Léna baissa les yeux.
Seconde B.
Camille leva les bras vers le ciel.
— Victoire ! Moi aussi.
Comme si elles venaient de gagner quelque chose.
Elles traversèrent la cour ensemble.
Camille parlait beaucoup.
De son chat.
De ses vacances.
D'une série qu'elle regardait.
Du fait qu'elle avait renversé du jus d'orange sur sa convocation.
Léna parlait peu.
Mais elle riait.
Ce qui arrivait rarement avec des inconnus.
Dans le couloir du deuxième étage, les élèves attendaient devant les salles.
Un garçon grand, entouré de plusieurs personnes, traversa le groupe.
Tout le monde semblait le connaître.
Il plaisantait.
Il riait.
Il avançait comme quelqu'un qui était déjà chez lui partout.

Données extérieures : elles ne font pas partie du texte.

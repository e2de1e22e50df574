use crate::errors::{DomainError, DomainResult};
use crate::platform::actor_host::ActorHost;
use crate::types::EntityKind;
use chrono::{DateTime, Utc};
use std::collections::HashMap;
use std::sync::atomic::{AtomicU64, Ordering};
use std::sync::{Arc, Mutex, OnceLock};
use tokio::task::JoinHandle;
use uuid::Uuid;

/// A reminder being delivered back into its owning actor.
#[derive(Debug, Clone)]
pub struct ReminderDelivery {
    pub name: String,
    pub payload: serde_json::Value,
    pub due_time: DateTime<Utc>,
    pub period: Option<chrono::Duration>,
}

type ReminderKey = (EntityKind, Uuid, String);

struct ReminderTask {
    /// Distinguishes this registration from a later one under the
    /// same key, so a completed task only removes its own entry.
    generation: u64,
    handle: JoinHandle<()>,
}

/// Named, per-actor reminders that re-enter the owning actor after a
/// delay, under the same turn discipline as regular calls. A `None`
/// period means one-shot. Registering a name that already exists
/// replaces the pending reminder.
pub struct ReminderService {
    host: OnceLock<ActorHost>,
    generations: AtomicU64,
    tasks: Mutex<HashMap<ReminderKey, ReminderTask>>,
}

impl ReminderService {
    pub fn new() -> Self {
        Self {
            host: OnceLock::new(),
            generations: AtomicU64::new(0),
            tasks: Mutex::new(HashMap::new()),
        }
    }

    /// Binds the actor host reminders are delivered through. One-shot,
    /// called during context construction.
    pub fn bind(&self, host: ActorHost) {
        let _ = self.host.set(host);
    }

    pub fn register(
        self: &Arc<Self>,
        kind: EntityKind,
        actor_id: Uuid,
        name: &str,
        payload: serde_json::Value,
        due_in: chrono::Duration,
        period: Option<chrono::Duration>,
    ) -> DomainResult<()> {
        let host = self
            .host
            .get()
            .cloned()
            .ok_or_else(|| DomainError::Internal("reminder service has no actor host".into()))?;
        let key: ReminderKey = (kind, actor_id, name.to_string());
        let generation = self.generations.fetch_add(1, Ordering::Relaxed) + 1;
        let due_time = Utc::now() + due_in;
        let reminder_name = name.to_string();
        let service = Arc::clone(self);
        let task_key = key.clone();

        // Held across spawn + insert: an immediately-due task calling
        // finished() must observe its own entry.
        let mut tasks = self
            .tasks
            .lock()
            .map_err(|_| DomainError::Internal("reminder table lock poisoned".into()))?;

        let handle = tokio::spawn(async move {
            tokio::time::sleep(due_in.to_std().unwrap_or_default()).await;
            loop {
                let delivery = ReminderDelivery {
                    name: reminder_name.clone(),
                    payload: payload.clone(),
                    due_time,
                    period,
                };
                log::debug!(
                    "delivering reminder {} to {}/{}",
                    reminder_name,
                    kind,
                    actor_id
                );
                if let Err(e) = host.deliver_reminder(kind, actor_id, delivery).await {
                    // Reminder-delivered failures are logged and
                    // swallowed; the reminder is not rescheduled.
                    log::error!(
                        "reminder {} for {}/{} failed: {}",
                        reminder_name,
                        kind,
                        actor_id,
                        e
                    );
                }
                match period.and_then(|p| p.to_std().ok()) {
                    Some(interval) if !interval.is_zero() => tokio::time::sleep(interval).await,
                    _ => break,
                }
            }
            service.finished(&task_key, generation);
        });

        if let Some(previous) = tasks.insert(key, ReminderTask { generation, handle }) {
            previous.handle.abort();
        }
        Ok(())
    }

    /// Cancels a pending reminder. Returns true when one was pending.
    pub fn unregister(&self, kind: EntityKind, actor_id: Uuid, name: &str) -> bool {
        let key: ReminderKey = (kind, actor_id, name.to_string());
        let removed = self.tasks.lock().ok().and_then(|mut tasks| tasks.remove(&key));
        match removed {
            Some(task) => {
                task.handle.abort();
                true
            }
            None => false,
        }
    }

    /// Drops the table entry of a completed task, unconditionally for
    /// its own generation. A replacement registered under the same key
    /// carries a newer generation and is left in place.
    fn finished(&self, key: &ReminderKey, generation: u64) {
        if let Ok(mut tasks) = self.tasks.lock() {
            if tasks.get(key).map(|t| t.generation) == Some(generation) {
                tasks.remove(key);
            }
        }
    }

    #[cfg(test)]
    pub(crate) fn pending_count(&self) -> usize {
        self.tasks.lock().map(|tasks| tasks.len()).unwrap_or(0)
    }
}

impl Default for ReminderService {
    fn default() -> Self {
        Self::new()
    }
}
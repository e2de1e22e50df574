use crate::domains::core::actor_state::{EventSourcedDto, RecordedEvent};
use crate::domains::core::events::GraceEvent;
use crate::types::{EntityKind, OrganizationType, SearchVisibility};
use chrono::{DateTime, Utc};
use serde::{Deserialize, Serialize};
use uuid::Uuid;

/// Organization entity read-model
#[derive(Debug, Clone, Default, Serialize, Deserialize)]
pub struct OrganizationDto {
    pub organization_id: Uuid,
    pub owner_id: Uuid,
    pub organization_name: String,
    pub organization_type: OrganizationType,
    pub search_visibility: SearchVisibility,
    pub created_at: Option<DateTime<Utc>>,
    pub updated_at: Option<DateTime<Utc>>,
    pub deleted_at: Option<DateTime<Utc>>,
    pub delete_reason: String,
}

/// Commands accepted by the organization actor
#[derive(Debug, Clone)]
pub enum OrganizationCommand {
    Create {
        owner_id: Uuid,
        organization_name: String,
        organization_type: OrganizationType,
        search_visibility: SearchVisibility,
    },
    SetName {
        organization_name: String,
    },
    SetType {
        organization_type: OrganizationType,
    },
    SetSearchVisibility {
        search_visibility: SearchVisibility,
    },
    DeleteLogical {
        delete_reason: String,
        force: bool,
    },
    DeletePhysical,
    Undelete,
}

/// Events recorded against an organization
#[derive(Debug, Clone, Serialize, Deserialize)]
#[serde(tag = "type")]
pub enum OrganizationEvent {
    Created {
        organization_id: Uuid,
        owner_id: Uuid,
        organization_name: String,
        organization_type: OrganizationType,
        search_visibility: SearchVisibility,
    },
    NameSet {
        organization_name: String,
    },
    TypeSet {
        organization_type: OrganizationType,
    },
    SearchVisibilitySet {
        search_visibility: SearchVisibility,
    },
    LogicalDeleted {
        delete_reason: String,
    },
    Undeleted,
    PhysicalDeleted,
}

impl EventSourcedDto for OrganizationDto {
    type Event = OrganizationEvent;

    const KIND: EntityKind = EntityKind::Organization;

    fn update_dto(mut dto: Self, recorded: &RecordedEvent<OrganizationEvent>) -> Self {
        let at = recorded.metadata.timestamp;
        match &recorded.event {
            OrganizationEvent::Created {
                organization_id,
                owner_id,
                organization_name,
                organization_type,
                search_visibility,
            } => {
                dto.organization_id = *organization_id;
                dto.owner_id = *owner_id;
                dto.organization_name = organization_name.clone();
                dto.organization_type = *organization_type;
                dto.search_visibility = *search_visibility;
                dto.created_at = Some(at);
            }
            OrganizationEvent::NameSet { organization_name } => {
                dto.organization_name = organization_name.clone()
            }
            OrganizationEvent::TypeSet { organization_type } => {
                dto.organization_type = *organization_type
            }
            OrganizationEvent::SearchVisibilitySet { search_visibility } => {
                dto.search_visibility = *search_visibility
            }
            OrganizationEvent::LogicalDeleted { delete_reason } => {
                dto.deleted_at = Some(at);
                dto.delete_reason = delete_reason.clone();
            }
            OrganizationEvent::Undeleted => {
                dto.deleted_at = None;
                dto.delete_reason.clear();
            }
            OrganizationEvent::PhysicalDeleted => return OrganizationDto::default(),
        }
        dto.updated_at = Some(at);
        dto
    }

    fn event_name(event: &OrganizationEvent) -> &'static str {
        match event {
            OrganizationEvent::Created { .. } => "Created",
            OrganizationEvent::NameSet { .. } => "NameSet",
            OrganizationEvent::TypeSet { .. } => "TypeSet",
            OrganizationEvent::SearchVisibilitySet { .. } => "SearchVisibilitySet",
            OrganizationEvent::LogicalDeleted { .. } => "LogicalDeleted",
            OrganizationEvent::Undeleted => "Undeleted",
            OrganizationEvent::PhysicalDeleted => "PhysicalDeleted",
        }
    }

    fn wrap(event: OrganizationEvent) -> GraceEvent {
        GraceEvent::OrganizationEvent(event)
    }
}
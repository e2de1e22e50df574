pub mod actor_host;
pub mod cache;
pub mod event_bus;
pub mod reminders;
pub mod state_store;

pub use actor_host::{ActorContext, ActorHost, ActorRef, EntityActor};
pub use cache::{CachedValue, MemoryCache};
pub use event_bus::{EventBus, EventObserver, InProcessEventBus, PublishedEvent};
pub use reminders::{ReminderDelivery, ReminderService};
pub use state_store::{SqliteStateStore, StateStore};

Il heurta légèrement l'épaule de Léna.
— Désolé.
Il continua sa route.
Camille murmura :
— Noah.
— Qui ça ?
— Le garçon que tout le monde connaît.
— Ça a l'air fatigant.
Camille éclata de rire.
La porte s'ouvrit.
Les élèves entrèrent.
Léna s'installa près de la fenêtre.
La pluie commençait à tomber.
Puis quelqu'un prit la place à côté d'elle.
Une fille.
Cheveux noirs.
Écouteurs autour du cou.
Un appareil photo accroché à son sac.
Elle posa ses affaires sans parler.
Le professeur commença l'appel.
Quand il prononça :
— Jade Martin ?
La fille leva simplement la main.
Sa voix était calme.
— Présente.
Léna ne savait pas pourquoi.
Mais elle releva la tête.
Jade regardait la pluie tomber dehors.
Comme si elle attendait quelque chose.
Ou quelqu'un.
Le cours passa lentement.
Très lentement.
Comme tous les premiers jours.
Quand la sonnerie retentit enfin, la classe se vida.
Camille attendait déjà devant la porte.
— Cantine ?
Léna allait répondre quand elle remarqua que Jade avait oublié un carnet sur sa table.
Elle le prit.
Courut dans le couloir.
— Attends !
Jade se retourna.
Ses yeux étaient gris.
Ou verts.
Ou les deux.
— Ton carnet.
Jade le récupéra.
— Merci.
Puis elle regarda le tee-shirt orange.
Pendant une seconde.
Une seule.
Et elle dit :
— J'aime bien cette couleur.
Elle repartit.
Léna resta immobile au milieu du couloir.
Camille arriva derrière elle.
— Alors ?
— Alors quoi ?
— Tu regardes cette fille comme si elle venait de t'annoncer les réponses du bac.
Léna rougit immédiatement.
— N'importe quoi.
Camille sourit.
— Bienvenue au lycée.
À midi, il pleuvait encore.
Les élèves remplissaient la cour comme des oiseaux coincés sous un abribus.
Léna s'assit sur un banc.
Son téléphone vibra.
Un message de sa mère.
Ça s'est bien passé ?
Elle regarda l'écran.
Puis le lycée.
Puis Camille qui riait à dix mètres.
Puis la pluie.
Puis le tee-shirt orange.
Elle répondit simplement :
Je crois.
Et pour la première fois depuis très longtemps, elle eut l'impression qu'une histoire était peut-être en train de commencer.